BEGIN

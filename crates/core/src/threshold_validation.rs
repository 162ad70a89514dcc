//! Shared threshold validation helpers.
//!
//! Provides reusable range-checking functions used by configuration and
//! device selection.

use crate::error::CoreError;

/// Validate that a value falls within `(0.0, 1.0]`.
///
/// Returns a `CoreError::Configuration` naming the field if out of range.
pub fn validate_unit_interval(value: f64, name: &str) -> Result<(), CoreError> {
    if !(value > 0.0 && value <= 1.0) {
        return Err(CoreError::Configuration(format!(
            "{name} must be greater than 0.0 and at most 1.0, got {value}"
        )));
    }
    Ok(())
}

/// Validate that an integer setting is strictly positive.
pub fn validate_positive(value: u64, name: &str) -> Result<(), CoreError> {
    if value == 0 {
        return Err(CoreError::Configuration(format!(
            "{name} must be greater than 0"
        )));
    }
    Ok(())
}

#[cfg(test)]
mod tests {
    use super::*;

    #[test]
    fn accepts_upper_boundary() {
        assert!(validate_unit_interval(1.0, "test").is_ok());
        assert!(validate_unit_interval(0.5, "test").is_ok());
    }

    #[test]
    fn rejects_zero_and_above_one() {
        assert!(validate_unit_interval(0.0, "test").is_err());
        assert!(validate_unit_interval(1.01, "test").is_err());
        assert!(validate_unit_interval(f64::NAN, "test").is_err());
    }

    #[test]
    fn positive_rejects_zero() {
        assert!(validate_positive(0, "poll_interval_ms").is_err());
        assert!(validate_positive(1, "poll_interval_ms").is_ok());
    }
}
impl StageExecutor {
    pub fn new(cancel_grace: Duration, poll_interval: Duration) -> Self {
        Self {
            cancel_grace,
            poll_interval,
        }
    }

    pub fn from_settings(settings: &PipelineSettings) -> Self {
        Self::new(settings.cancel_grace, settings.poll_interval)
    }

    /// Run every invocation in `request.plan` in order, stopping at the
    /// first failure.
    pub async fn run_stage(
        &self,
        request: StageRequest,
        sink: &dyn ProgressSink,
        cancel: &CancellationToken,
    ) -> StageResult {
        let mut run = StageRun::new(&request.plan, request.stage, sink);
        run.result
            .mark_running(Utc::now(), request.plan.output_location.clone());
        sink.on_stage_update(&run.result);

        tracing::info!(
            stage = %request.stage,
            invocations = request.plan.invocations.len(),
            frames_total = request.plan.frames_total,
            "Stage started"
        );

        let outcome = self.execute(&request, &mut run, cancel).await;
        run.finish(outcome)
    }

    async fn execute(
        &self,
        request: &StageRequest,
        run: &mut StageRun<'_>,
        cancel: &CancellationToken,
    ) -> Result<(), StageError> {
        let count = request.plan.invocations.len();
        for (index, command) in request.plan.invocations.iter().enumerate() {
            if cancel.is_cancelled() {
                return Err(StageError::Cancelled);
            }
            tracing::debug!(
                stage = %request.stage,
                invocation = index + 1,
                of = count,
                command = %command,
                "Launching tool"
            );
            self.run_invocation(command, request, run, cancel).await?;

            if run.source == ProgressSource::Invocations {
                run.record_processed(u32::try_from(index + 1).unwrap_or(u32::MAX));
            }
        }

        if let ProgressSource::OutputFiles { dir, extension } = &request.plan.progress {
            run.poll_output(dir, extension).await;
        }
        Ok(())
    }

    async fn run_invocation(
        &self,
        command: &StageCommand,
        request: &StageRequest,
        run: &mut StageRun<'_>,
        cancel: &CancellationToken,
    ) -> Result<(), StageError> {
        let started = Instant::now();
        let mut tool = subprocess::spawn(command, &request.working_dir)?;

        let deadline = tokio::time::sleep(request.timeout);
        tokio::pin!(deadline);

        let mut ticker = tokio::time::interval(self.poll_interval);
        ticker.set_missed_tick_behavior(MissedTickBehavior::Delay);
        let polling = match &request.plan.progress {
            ProgressSource::OutputFiles { dir, extension } => Some((dir.as_path(), extension.as_str())),
            _ => None,
        };

        let mut lines_open = true;
        let status = loop {
            tokio::select! {
                biased;

                _ = cancel.cancelled() => {
                    tracing::info!(stage = %request.stage, "Cancellation requested, stopping tool");
                    subprocess::terminate(&mut tool.child, self.cancel_grace).await;
                    drain(&mut tool.lines, run).await;
                    return Err(StageError::Cancelled);
                }
                _ = &mut deadline => {
                    let elapsed_ms = started.elapsed().as_millis() as u64;
                    tracing::warn!(stage = %request.stage, elapsed_ms, "Tool timed out, killing");
                    subprocess::terminate(&mut tool.child, Duration::ZERO).await;
                    drain(&mut tool.lines, run).await;
                    return Err(StageError::Timeout { elapsed_ms });
                }
                status = tool.child.wait() => break status?,
                line = tool.lines.recv(), if lines_open => match line {
                    Some(line) => run.handle_line(&line),
                    None => lines_open = false,
                },
                _ = ticker.tick(), if polling.is_some() => {
                    if let Some((dir, extension)) = polling {
                        run.poll_output(dir, extension).await;
                    }
                }
            }
        };

        drain(&mut tool.lines, run).await;

        tracing::debug!(
            stage = %request.stage,
            exit_code = ?status.code(),
            duration_ms = started.elapsed().as_millis() as u64,
            "Tool exited"
        );

        if status.success() {
            Ok(())
        } else {
            Err(StageError::Process {
                exit_code: status.code(),
            })
        }
    }
}

/// Consume whatever output is still buffered.
async fn drain(lines: &mut mpsc::Receiver<String>, run: &mut StageRun<'_>) {
    let consume = async {
        while let Some(line) = lines.recv().await {
            run.handle_line(&line);
        }
    };
    if tokio::time::timeout(DRAIN_TIMEOUT, consume).await.is_err() {
        tracing::debug!(stage = %run.stage, "Tool output still open after exit, ignoring the rest");
    }
}

/// Mutable state of one stage while it runs.
struct StageRun<'a> {
    stage: StageName,
    source: ProgressSource,
    result: StageResult,
    parser: StreamProgressParser,
    progress: FrameProgress,
    sink: &'a dyn ProgressSink,
}

impl<'a> StageRun<'a> {
    fn new(plan: &StagePlan, stage: StageName, sink: &'a dyn ProgressSink) -> Self {
        Self {
            stage,
            source: plan.progress.clone(),
            result: StageResult::new(stage, plan.frames_total),
            parser: StreamProgressParser::new(),
            progress: FrameProgress::new(plan.frame_start, plan.frames_total),
            sink,
        }
    }

    fn handle_line(&mut self, line: &str) {
        tracing::debug!(stage = %self.stage, "{line}");
        let events = self.parser.parse_line(line);
        if events.is_empty() {
            return;
        }

        if self.source == ProgressSource::Stream {
            match events.progress {
                Some(ProgressEvent::FrameCompleted { frame }) => {
                    tracing::debug!(
                        stage = %self.stage,
                        frame,
                        pattern = events.pattern.as_deref().unwrap_or_default(),
                        "Frame completed"
                    );
                    let update = self.progress.record_frame(frame, Instant::now());
                    self.publish(&update);
                }
                Some(ProgressEvent::TileProgress { done, total }) => {
                    let message = format!("{}: tile {done}/{total}", self.stage);
                    self.result.set_message(message.clone());
                    self.sink.on_progress(self.stage, self.result.percent, &message);
                }
                None => {}
            }
        }

        match events.diagnostic {
            Some(Diagnostic::Error(text)) => {
                tracing::warn!(stage = %self.stage, "{text}");
                self.result.push_error(text.clone());
                self.sink.on_log(self.stage, &text);
            }
            Some(Diagnostic::Warning(text)) => {
                tracing::warn!(stage = %self.stage, "{text}");
                self.result.push_warning(text.clone());
                self.sink.on_log(self.stage, &text);
            }
            None => {}
        }

        self.sink.on_stage_update(&self.result);
    }

    fn record_processed(&mut self, processed: u32) {
        if processed <= self.progress.frames_processed() {
            return;
        }
        let update = self.progress.record_processed(processed, Instant::now());
        self.publish(&update);
        self.sink.on_stage_update(&self.result);
    }

    async fn poll_output(&mut self, dir: &Path, extension: &str) {
        match subprocess::count_files(dir, extension).await {
            Ok(count) => self.record_processed(count),
            Err(e) => {
                tracing::warn!(stage = %self.stage, dir = %dir.display(), error = %e, "Failed to count output files");
            }
        }
    }

    fn publish(&mut self, update: &ProgressUpdate) {
        self.result.apply_progress(update);
        let message = format!("{}: {}", self.stage, update.message());
        self.sink.on_progress(self.stage, update.percent, &message);
    }

    /// Apply the exit policy and close the result.
    fn finish(mut self, outcome: Result<(), StageError>) -> StageResult {
        let outcome = outcome.and_then(|()| {
            let processed = self.result.frames_processed;
            let total = self.result.frames_total;
            if self.source.counts_frames() && processed != total {
                Err(StageError::FrameCountMismatch { processed, total })
            } else {
                Ok(())
            }
        });

        let now = Utc::now();
        match outcome {
            Ok(()) => {
                self.result.succeed(now);
                tracing::info!(
                    stage = %self.stage,
                    frames_processed = self.result.frames_processed,
                    duration_secs = self.result.duration().map(|d| d.as_secs_f64()),
                    "Stage succeeded"
                );
            }
            Err(StageError::Cancelled) => {
                self.result.cancel(now);
                tracing::info!(
                    stage = %self.stage,
                    frames_processed = self.result.frames_processed,
                    "Stage cancelled"
                );
            }
            Err(e) => {
                tracing::error!(stage = %self.stage, error = %e, "Stage failed");
                if let Some(failure) = e.to_failure() {
                    self.result.fail(now, failure);
                }
            }
        }

        let message = self.result.message.clone().unwrap_or_default();
        self.sink.on_progress(self.stage, self.result.percent, &message);
        self.sink.on_stage_update(&self.result);
        self.result
    }
}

END

▶ **Task description**
Pull out every line above that holds the word "still".

▶ **Output for this exercise**
/// Consume whatever output is still buffered.
        tracing::debug!(stage = %run.stage, "Tool output still open after exit, ignoring the rest");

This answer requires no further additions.